_Given records_
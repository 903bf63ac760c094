//! Bytecode executor
//!
//! Stack-based VM that executes a [`CompiledExpr`]. Everything that touches
//! script state goes through [`VmContext`], so the VM shares variable lookup,
//! builtins and host hooks with the interpreter that implements it.

use std::collections::HashMap;
use std::sync::Arc;

use stencil_foundation::coercion::to_boolean;
use stencil_foundation::operators::{apply_binary, apply_int, apply_unary};
use stencil_foundation::{BinaryOp, UnaryOp, Value};

use crate::bytecode::{CompiledExpr, OpCode};
use crate::VmError;

/// Fixed operand stack depth.
pub const STACK_SIZE: usize = 256;

/// Execution context providing script state and dispatch.
pub trait VmContext {
    type Error: From<VmError>;

    /// Value of a bound variable. Unbound names are an error.
    fn load(&mut self, name: &str) -> Result<Value, Self::Error>;

    /// Value of a variable, or a host reference when it is unbound.
    fn load_ref(&mut self, name: &str) -> Result<Value, Self::Error>;

    fn store(&mut self, name: &str, value: Value) -> Result<(), Self::Error>;

    fn get_property(&mut self, object: &Value, name: &str) -> Result<Value, Self::Error>;

    fn get_index(&mut self, object: &Value, index: &Value) -> Result<Value, Self::Error>;

    fn call(&mut self, callee: &Value, args: Vec<Value>) -> Result<Value, Self::Error>;

    fn call_method(
        &mut self,
        receiver: &Value,
        method: &str,
        args: Vec<Value>,
    ) -> Result<Value, Self::Error>;
}

#[derive(Debug)]
struct CachedVariable {
    value: Value,
    stable: bool,
}

/// Stack VM with a per-instance variable cache.
///
/// A variable is served from the cache once two consecutive loads observed
/// the identical value; a store through this VM drops its entry. Writes made
/// behind the VM's back (by a called script function, say) are not seen
/// until [`Vm::clear_cache`].
#[derive(Debug)]
pub struct Vm {
    stack: Vec<Value>,
    cache: HashMap<Arc<str>, CachedVariable>,
    cache_hits: u64,
}

impl Default for Vm {
    fn default() -> Self {
        Self::new()
    }
}

impl Vm {
    pub fn new() -> Self {
        Self {
            stack: Vec::with_capacity(STACK_SIZE),
            cache: HashMap::new(),
            cache_hits: 0,
        }
    }

    /// Loads answered from the variable cache so far.
    pub fn cache_hits(&self) -> u64 {
        self.cache_hits
    }

    pub fn clear_cache(&mut self) {
        self.cache.clear();
    }

    /// Execute an expression and return its value.
    pub fn execute<C: VmContext>(
        &mut self,
        expr: &CompiledExpr,
        ctx: &mut C,
    ) -> Result<Value, C::Error> {
        self.stack.clear();
        let mut ip = 0;

        while ip < expr.opcodes.len() {
            let op = expr.opcodes[ip];
            let operand = expr.operands[ip];
            let at = ip;
            ip += 1;

            match op {
                OpCode::PushInt => self.push(Value::Int(operand as i64))?,
                OpCode::PushConst => {
                    let n = *expr
                        .constants
                        .get(operand as usize)
                        .ok_or(VmError::InvalidOperand { offset: at, operand })?;
                    self.push(Value::number(n))?;
                }
                OpCode::PushStr => {
                    let s = string(expr, at, operand)?;
                    self.push(Value::Str(s.clone()))?;
                }
                OpCode::PushTrue => self.push(Value::Bool(true))?,
                OpCode::PushFalse => self.push(Value::Bool(false))?,
                OpCode::PushNull => self.push(Value::Null)?,
                OpCode::PushUndefined => self.push(Value::Undefined)?,
                OpCode::MakeArray => {
                    let items = self.pop_n(operand as usize, at)?;
                    self.push(Value::list(items))?;
                }

                OpCode::Load | OpCode::LoadRef => {
                    let name = string(expr, at, operand)?;
                    let value = self.load(name, op == OpCode::LoadRef, ctx)?;
                    self.push(value)?;
                }
                OpCode::Store => {
                    let name = string(expr, at, operand)?;
                    let value = self.peek(at)?.clone();
                    ctx.store(name, value)?;
                    self.cache.remove(name);
                }

                OpCode::GetProp => {
                    let name = string(expr, at, operand)?;
                    let object = self.pop(at)?;
                    let value = ctx.get_property(&object, name)?;
                    self.push(value)?;
                }
                OpCode::GetIndex => {
                    let index = self.pop(at)?;
                    let object = self.pop(at)?;
                    let value = ctx.get_index(&object, &index)?;
                    self.push(value)?;
                }
                OpCode::Call => {
                    let args = self.pop_n(operand as usize, at)?;
                    let callee = self.pop(at)?;
                    let value = ctx.call(&callee, args)?;
                    self.push(value)?;
                }
                OpCode::CallMethod => {
                    let name = string(expr, at, operand >> 8)?;
                    let args = self.pop_n((operand & 0xff) as usize, at)?;
                    let receiver = self.pop(at)?;
                    let value = ctx.call_method(&receiver, name, args)?;
                    self.push(value)?;
                }

                OpCode::AddInt
                | OpCode::SubInt
                | OpCode::MulInt
                | OpCode::DivInt
                | OpCode::ModInt
                | OpCode::EqInt
                | OpCode::NeInt
                | OpCode::LtInt
                | OpCode::LeInt
                | OpCode::GtInt
                | OpCode::GeInt => {
                    let b = self.pop(at)?;
                    let a = self.pop(at)?;
                    let bin = binary_op(op).ok_or(VmError::InvalidOperand { offset: at, operand })?;
                    let value = match (&a, &b) {
                        (Value::Int(x), Value::Int(y)) => apply_int(bin, *x, *y),
                        _ => None,
                    };
                    self.push(value.unwrap_or_else(|| apply_binary(bin, &a, &b)))?;
                }

                OpCode::Neg | OpCode::Plus | OpCode::Not | OpCode::BitNot | OpCode::Typeof => {
                    let value = self.pop(at)?;
                    let unary = match op {
                        OpCode::Neg => UnaryOp::Neg,
                        OpCode::Plus => UnaryOp::Plus,
                        OpCode::Not => UnaryOp::Not,
                        OpCode::BitNot => UnaryOp::BitNot,
                        _ => UnaryOp::Typeof,
                    };
                    self.push(apply_unary(unary, &value))?;
                }

                OpCode::Jump => ip = operand as usize,
                OpCode::JumpIfFalse => {
                    if !to_boolean(&self.pop(at)?) {
                        ip = operand as usize;
                    }
                }
                OpCode::JumpIfFalseKeep | OpCode::JumpIfTrueKeep => {
                    let truthy = to_boolean(self.peek(at)?);
                    if truthy == (op == OpCode::JumpIfTrueKeep) {
                        ip = operand as usize;
                    } else {
                        self.stack.pop();
                    }
                }

                _ => {
                    let b = self.pop(at)?;
                    let a = self.pop(at)?;
                    let bin = binary_op(op).ok_or(VmError::InvalidOperand { offset: at, operand })?;
                    self.push(apply_binary(bin, &a, &b))?;
                }
            }
        }

        self.pop(expr.opcodes.len()).map_err(Into::into)
    }

    fn load<C: VmContext>(
        &mut self,
        name: &Arc<str>,
        by_ref: bool,
        ctx: &mut C,
    ) -> Result<Value, C::Error> {
        if let Some(entry) = self.cache.get(name)
            && entry.stable
        {
            self.cache_hits += 1;
            return Ok(entry.value.clone());
        }

        let value = if by_ref {
            ctx.load_ref(name)?
        } else {
            ctx.load(name)?
        };

        // Host references stand in for unbound names and are never cached.
        if !matches!(value, Value::HostRef(_)) {
            match self.cache.get_mut(name) {
                Some(entry) if entry.value.is_identical(&value) => entry.stable = true,
                Some(entry) => entry.value = value.clone(),
                None => {
                    self.cache.insert(
                        name.clone(),
                        CachedVariable {
                            value: value.clone(),
                            stable: false,
                        },
                    );
                }
            }
        }
        Ok(value)
    }

    fn push(&mut self, value: Value) -> Result<(), VmError> {
        if self.stack.len() >= STACK_SIZE {
            return Err(VmError::StackOverflow(STACK_SIZE));
        }
        self.stack.push(value);
        Ok(())
    }

    fn pop(&mut self, at: usize) -> Result<Value, VmError> {
        self.stack.pop().ok_or(VmError::StackUnderflow(at))
    }

    fn peek(&self, at: usize) -> Result<&Value, VmError> {
        self.stack.last().ok_or(VmError::StackUnderflow(at))
    }

    fn pop_n(&mut self, n: usize, at: usize) -> Result<Vec<Value>, VmError> {
        let start = self
            .stack
            .len()
            .checked_sub(n)
            .ok_or(VmError::StackUnderflow(at))?;
        Ok(self.stack.split_off(start))
    }
}

fn string(expr: &CompiledExpr, at: usize, operand: i32) -> Result<&Arc<str>, VmError> {
    usize::try_from(operand)
        .ok()
        .and_then(|idx| expr.strings.get(idx))
        .ok_or(VmError::InvalidOperand { offset: at, operand })
}

fn binary_op(op: OpCode) -> Option<BinaryOp> {
    Some(match op {
        OpCode::Add | OpCode::AddInt => BinaryOp::Add,
        OpCode::Sub | OpCode::SubInt => BinaryOp::Sub,
        OpCode::Mul | OpCode::MulInt => BinaryOp::Mul,
        OpCode::Div | OpCode::DivInt => BinaryOp::Div,
        OpCode::Mod | OpCode::ModInt => BinaryOp::Mod,
        OpCode::Eq | OpCode::EqInt => BinaryOp::Eq,
        OpCode::Ne | OpCode::NeInt => BinaryOp::Ne,
        OpCode::StrictEq => BinaryOp::StrictEq,
        OpCode::StrictNe => BinaryOp::StrictNe,
        OpCode::Lt | OpCode::LtInt => BinaryOp::Lt,
        OpCode::Le | OpCode::LeInt => BinaryOp::Le,
        OpCode::Gt | OpCode::GtInt => BinaryOp::Gt,
        OpCode::Ge | OpCode::GeInt => BinaryOp::Ge,
        OpCode::BitAnd => BinaryOp::BitAnd,
        OpCode::BitOr => BinaryOp::BitOr,
        OpCode::BitXor => BinaryOp::BitXor,
        OpCode::Shl => BinaryOp::Shl,
        OpCode::Shr => BinaryOp::Shr,
        OpCode::UShr => BinaryOp::UShr,
        _ => return None,
    })
}

#[cfg(test)]
mod tests;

_Exercise objective_
Output the lines of the records above exactly as they appear, from the line containing "Everything that touches" through the line containing "use std::sync::Arc;".

_Result for this task_
//! Stack-based VM that executes a [`CompiledExpr`]. Everything that touches
//! script state goes through [`VmContext`], so the VM shares variable lookup,
//! builtins and host hooks with the interpreter that implements it.

use std::collections::HashMap;
use std::sync::Arc;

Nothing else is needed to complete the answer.